**Description of the task:**
From the very first line down to the line containing "count as absent.", write out the material exactly as it appears, and no more.

•••

#[derive(Debug, Clone, Copy, PartialEq, Eq)]
pub enum SmtpMode {
    /// Implicit TLS on a dedicated port (`SMTPS`)
    Tls,
    /// Plaintext connect upgraded in band with `STARTTLS`
    StartTls,
    /// Testing SMTP without TLS
    Plaintext,
}
use lettre::{Message, message::{Attachment, Mailbox, MultiPart, SinglePart}};

use crate::smtp::{smtp_attachment::{ResolvedAttachment, ResolvedInlineImage}, smtp_error::SmtpError};

/// Canonical message content, immutable once set.
#[derive(Debug, Clone)]
pub struct SmtpMessage {
    pub subject: String,
    pub from: Mailbox,
    pub plaintext: Option<String>,
    pub htmltext: Option<String>,
}

impl SmtpMessage {
    /// A message needs at least one non empty body. Empty strings count as absent.
    pub fn new(subject: &str, from: &str, plaintext: Option<&str>, htmltext: Option<&str>) -> Result<Self, SmtpError> {
        let plaintext = plaintext.filter(|body| !body.is_empty());
        let htmltext = htmltext.filter(|body| !body.is_empty());
        if plaintext.is_none() && htmltext.is_none() {
            return Err(SmtpError::Message {
                reason: "either a plaintext or an html body is required".to_string(),
            });
        }

        let from = from.parse::<Mailbox>().map_err(|err| SmtpError::Validation {
            reason: format!("invalid from address {}: {}", from, err),
        })?;
        Ok(SmtpMessage {
            subject: subject.to_string(),
            from,
            plaintext: plaintext.map(str::to_string),
            htmltext: htmltext.map(str::to_string),
        })
    }
}

/// A message with every attachment buffer resolved, shared across all
/// per recipient builds of one send cycle.
pub(crate) struct FinalizedMessage {
    pub subject: String,
    pub from: Mailbox,
    pub plaintext: Option<String>,
    pub htmltext: Option<String>,
    pub attachments: Vec<ResolvedAttachment>,
    pub inline_images: Vec<ResolvedInlineImage>,
}

impl FinalizedMessage {
    /// Builds the wire message for a single recipient: `To` is the recipient alone,
    /// `Cc` and `Bcc` carry the full canonical sets.
    ///
    /// Part layout is `mixed(related(alternative(plain, html), inline images), attachments)`
    /// with empty containers collapsed. The plain part comes first and the html part
    /// last, mail readers prefer the last alternative.
    pub fn for_recipient(&self, to: &Mailbox, cc: &[Mailbox], bcc: &[Mailbox]) -> Result<Message, SmtpError> {
        let mut builder = Message::builder()
            .subject(self.subject.clone())
            .from(self.from.clone())
            .to(to.clone());
        for mailbox in cc {
            builder = builder.cc(mailbox.clone());
        }
        for mailbox in bcc {
            builder = builder.bcc(mailbox.clone());
        }

        let alternative = match (&self.plaintext, &self.htmltext) {
            (Some(plain), Some(html)) => MultiPart::alternative()
                .singlepart(SinglePart::plain(plain.clone()))
                .singlepart(SinglePart::html(html.clone())),
            (Some(plain), None) => MultiPart::alternative().singlepart(SinglePart::plain(plain.clone())),
            (None, Some(html)) => MultiPart::alternative().singlepart(SinglePart::html(html.clone())),
            (None, None) => {
                return Err(SmtpError::Message {
                    reason: "message has no body content".to_string(),
                });
            }
        };

        let related = match self.inline_images.is_empty() {
            true => alternative,
            false => {
                let mut related = MultiPart::related().multipart(alternative);
                for image in &self.inline_images {
                    let part = Attachment::new_inline(image.content_id.clone())
                        .body(image.content.to_vec(), image.content_type.clone());
                    related = related.singlepart(part);
                }
                related
            }
        };

        let body = match self.attachments.is_empty() {
            true => related,
            false => {
                let mut mixed = MultiPart::mixed().multipart(related);
                for attachment in &self.attachments {
                    let part = Attachment::new(attachment.filename.clone())
                        .body(attachment.content.to_vec(), attachment.content_type.clone());
                    mixed = mixed.singlepart(part);
                }
                mixed
            }
        };

        builder.multipart(body).map_err(|err| SmtpError::Message {
            reason: format!("failed to build message: {}", err),
        })
    }
}
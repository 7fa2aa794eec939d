use std::{collections::HashMap, path::{Path, PathBuf}};

use bytes::Bytes;
use lettre::message::header::ContentType;

use crate::smtp::smtp_error::SmtpError;

/// Attachment descriptor. Queueing one never touches the filesystem,
/// the source is only read when the message is dispatched.
#[derive(Debug, Clone)]
pub struct SmtpAttachment {
    pub path: PathBuf,
    pub filename: String,
}

/// Inline image descriptor, referenced from the html body as `cid:<content_id>`.
#[derive(Debug, Clone)]
pub struct SmtpInlineImage {
    pub path: PathBuf,
    pub content_id: String,
    pub filename: String,
}

pub(crate) struct ResolvedAttachment {
    pub filename: String,
    pub content_type: ContentType,
    pub content: Bytes,
}

pub(crate) struct ResolvedInlineImage {
    pub content_id: String,
    pub content_type: ContentType,
    pub content: Bytes,
}

/// Caches attachment bytes by source path so a file is read at most once,
/// no matter how many recipients or send cycles reuse it.
pub struct AttachmentStore {
    cache: HashMap<PathBuf, Bytes>,
}

impl AttachmentStore {
    pub fn new() -> Self {
        AttachmentStore { cache: HashMap::new() }
    }

    /// Reads the file fully into an immutable buffer, serving repeat lookups from the cache.
    pub async fn resolve(&mut self, path: &Path) -> Result<Bytes, SmtpError> {
        if let Some(buffer) = self.cache.get(path) {
            return Ok(buffer.clone());
        }

        let content = tokio::fs::read(path).await.map_err(|err| SmtpError::AttachmentIo {
            path: path.to_path_buf(),
            source: err,
        })?;
        let buffer = Bytes::from(content);
        self.cache.insert(path.to_path_buf(), buffer.clone());
        tracing::debug!("resolved attachment {:?} ({} bytes)", path, buffer.len());
        Ok(buffer)
    }
}

/// Content type from the source extension, `application/octet-stream` when unknown.
pub(crate) fn image_content_type(path: &Path) -> ContentType {
    let mime = match path.extension().and_then(|extension| extension.to_str()) {
        Some("png") => "image/png",
        Some("jpg") | Some("jpeg") => "image/jpeg",
        Some("gif") => "image/gif",
        _ => "application/octet-stream",
    };
    ContentType::parse(mime).unwrap()
}

pub(crate) fn octet_stream() -> ContentType {
    ContentType::parse("application/octet-stream").unwrap()
}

•••

**Answer to this problem:**
#[derive(Debug, Clone, Copy, PartialEq, Eq)]
pub enum SmtpMode {
    /// Implicit TLS on a dedicated port (`SMTPS`)
    Tls,
    /// Plaintext connect upgraded in band with `STARTTLS`
    StartTls,
    /// Testing SMTP without TLS
    Plaintext,
}
use lettre::{Message, message::{Attachment, Mailbox, MultiPart, SinglePart}};

use crate::smtp::{smtp_attachment::{ResolvedAttachment, ResolvedInlineImage}, smtp_error::SmtpError};

/// Canonical message content, immutable once set.
#[derive(Debug, Clone)]
pub struct SmtpMessage {
    pub subject: String,
    pub from: Mailbox,
    pub plaintext: Option<String>,
    pub htmltext: Option<String>,
}

impl SmtpMessage {
    /// A message needs at least one non empty body. Empty strings count as absent.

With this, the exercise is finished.